Task material

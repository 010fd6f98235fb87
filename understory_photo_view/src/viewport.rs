// Copyright 2025 the Understory Authors
// SPDX-License-Identifier: Apache-2.0 OR MIT

use kurbo::{Insets, Rect, Size};

/// Size of the display surface plus its padding.
///
/// Fitting and bounds enforcement both work inside the padding-adjusted
/// [`Viewport::content_area`]; hosts offset the published matrix by the
/// leading padding when drawing.
#[derive(Clone, Copy, Debug, PartialEq, Default)]
pub struct Viewport {
    /// Full surface size in device pixels.
    pub size: Size,
    /// Padding on each side. Negative values are treated as zero.
    pub padding: Insets,
}

impl Viewport {
    /// Viewport of the given size with no padding.
    #[must_use]
    pub fn new(size: Size) -> Self {
        Self {
            size,
            padding: Insets::ZERO,
        }
    }

    /// Builds a viewport from the layout bounds reported by the host.
    #[must_use]
    pub fn from_layout(left: f64, top: f64, right: f64, bottom: f64) -> Self {
        Self::new(Rect::new(left, top, right, bottom).abs().size())
    }

    /// Returns a copy with the given padding.
    #[must_use]
    pub fn with_padding(mut self, padding: Insets) -> Self {
        self.padding = padding;
        self
    }

    /// Size left for content once padding is removed; never negative.
    #[must_use]
    pub fn content_area(&self) -> Size {
        let horizontal = self.padding.x0.max(0.0) + self.padding.x1.max(0.0);
        let vertical = self.padding.y0.max(0.0) + self.padding.y1.max(0.0);
        Size::new(
            (self.size.width - horizontal).max(0.0),
            (self.size.height - vertical).max(0.0),
        )
    }
}

#[cfg(test)]
mod tests {
    use kurbo::{Insets, Size};

    use super::Viewport;

    #[test]
    fn content_area_removes_padding() {
        let vp =
            Viewport::new(Size::new(100.0, 80.0)).with_padding(Insets::new(5.0, 10.0, 15.0, 0.0));
        assert_eq!(vp.content_area(), Size::new(80.0, 70.0));
    }

    #[test]
    fn oversized_padding_clamps_to_zero() {
        let vp = Viewport::new(Size::new(10.0, 10.0)).with_padding(Insets::uniform(20.0));
        assert_eq!(vp.content_area(), Size::ZERO);
    }

    #[test]
    fn layout_bounds_are_normalized() {
        let vp = Viewport::from_layout(100.0, 50.0, 20.0, 250.0);
        assert_eq!(vp.size, Size::new(80.0, 200.0));
    }
}
pub const AVAILABLE_MODELS: &[&str] = &[
    "claude-sonnet-4.5",
    "gpt-5",
    "grok-4",
    "gemini-2.5-pro",
    "kyvex",
    "kyvex-labs-deep-research",
    "gemini-imagen-4",
];

pub const DEFAULT_MODEL: &str = AVAILABLE_MODELS[0];

pub fn is_known_model(model: &str) -> bool {
    AVAILABLE_MODELS.contains(&model)
}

Requirement
Your answer should be a single number: the count of lines in these records that hold the string "bottom".

Solution for this exercise
2